Condition has multiple meaning, imprecise term, therefore need to be careful in the drafting
of the contract.
Convention on the International Sale of Goods
Under Article 49, the buyer may declare the contract avoided if the seller’s failure to perform
obligations amounts to a fundamental breach of contract. A breach is fundamental:
if it results in such detriment to the other party as substantially to deprive him of
what he is entitled to expect under the contract, unless the party in breach did not
foresee and a reasonable person of the same kind in the same circumstances
would not have foreseen such a result. (Article 25)
Principles of International Commercial Contracts
7.3.1 (1) A party may terminate the contract where the failure of the other party to perform an
obligation under the contract amounts to a fundamental non-performance.

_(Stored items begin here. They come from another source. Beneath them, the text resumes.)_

// src/operations/mod.rs

//! The closed set of reversible gate primitives.
//!
//! Only two operations exist in the reversible-oracle subset: an unconditional
//! NOT and a NOT conditioned on one or more control qubits all reading 1.
//! Both are self-inverse, which is what lets a recorded computation be undone
//! by replaying it backwards.

use crate::core::{QubitId, RevqError};
use std::collections::HashSet;
use std::fmt;

/// The opcode families a gate can belong to, matched exhaustively by the
/// verification whitelist.
#[derive(Debug, Clone, Copy, PartialEq, Eq, Hash, PartialOrd, Ord)]
pub enum Opcode {
    /// Unconditional bit flip (X).
    Not,
    /// Bit flip conditioned on k ≥ 1 controls (CNOT, Toffoli, k-controlled X).
    ControlledNot,
}

impl fmt::Display for Opcode {
    fn fmt(&self, f: &mut fmt::Formatter<'_>) -> fmt::Result {
        match self {
            Opcode::Not => write!(f, "X"),
            Opcode::ControlledNot => write!(f, "CX"),
        }
    }
}

/// A single reversible gate.
///
/// Construct controlled gates through [`Gate::controlled_not`], which rejects
/// malformed control sets; the variants are public for pattern matching.
#[derive(Debug, Clone, PartialEq, Eq, Hash)]
pub enum Gate {
    /// Flip `target` unconditionally.
    Not {
        /// The flipped qubit.
        target: QubitId,
    },
    /// Flip `target` iff every qubit in `controls` reads 1.
    ControlledNot {
        /// The flipped qubit. Never one of `controls`.
        target: QubitId,
        /// Non-empty, duplicate-free control set.
        controls: Vec<QubitId>,
    },
}

impl Gate {
    /// Plain NOT on `target`.
    pub fn not(target: QubitId) -> Self {
        Gate::Not { target }
    }

    /// NOT on `target` conditioned on all of `controls`.
    ///
    /// An empty control list yields a plain [`Gate::Not`]. A target that also
    /// appears as a control, or a control listed twice, is a
    /// [`RevqError::Configuration`].
    pub fn controlled_not(target: QubitId, controls: Vec<QubitId>) -> Result<Self, RevqError> {
        if controls.is_empty() {
            return Ok(Gate::Not { target });
        }
        let mut seen = HashSet::with_capacity(controls.len());
        for c in &controls {
            if *c == target {
                return Err(RevqError::configuration(format!(
                    "target {} cannot be one of its own controls",
                    target
                )));
            }
            if !seen.insert(*c) {
                return Err(RevqError::configuration(format!(
                    "control {} listed more than once for target {}",
                    c, target
                )));
            }
        }
        Ok(Gate::ControlledNot { target, controls })
    }

    /// The qubit this gate may flip.
    pub fn target(&self) -> QubitId {
        match self {
            Gate::Not { target } | Gate::ControlledNot { target, .. } => *target,
        }
    }

    /// The control qubits; empty for a plain NOT.
    pub fn controls(&self) -> &[QubitId] {
        match self {
            Gate::Not { .. } => &[],
            Gate::ControlledNot { controls, .. } => controls,
        }
    }

    pub fn control_count(&self) -> usize {
        self.controls().len()
    }

    /// Every qubit the gate touches, controls first and target last.
    pub fn qubits(&self) -> Vec<QubitId> {
        let mut qubits = self.controls().to_vec();
        qubits.push(self.target());
        qubits
    }

    pub fn opcode(&self) -> Opcode {
        match self {
            Gate::Not { .. } => Opcode::Not,
            Gate::ControlledNot { .. } => Opcode::ControlledNot,
        }
    }
}

impl fmt::Display for Gate {
    fn fmt(&self, f: &mut fmt::Formatter<'_>) -> fmt::Result {
        match self {
            Gate::Not { target } => write!(f, "X {}", target),
            Gate::ControlledNot { target, controls } => {
                write!(f, "C{}X {} <- [", controls.len(), target)?;
                for (i, c) in controls.iter().enumerate() {
                    write!(f, "{}{}", if i > 0 { ", " } else { "" }, c)?;
                }
                write!(f, "]")
            }
        }
    }
}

(2) In determining whether a failure to perform an obligation amounts to a fundamental nonperformance regard shall be had, in particular, to whether
(a) the non-performance substantially deprives the aggrieved party of what it was
entitled to expect under the contract unless the other party did not foresee and could not
reasonably have foreseen such result;
(b) strict compliance with the obligation which has not been performed is of essence
under the contract;
(c) the non-performance is intentional or reckless;
(d) the non-performance gives the aggrieved party reason to believe that it cannot rely on
the other party's future performance;
(e) the non-performing party will suffer disproportionate loss as a result of the
preparation or performance if the contract is terminated.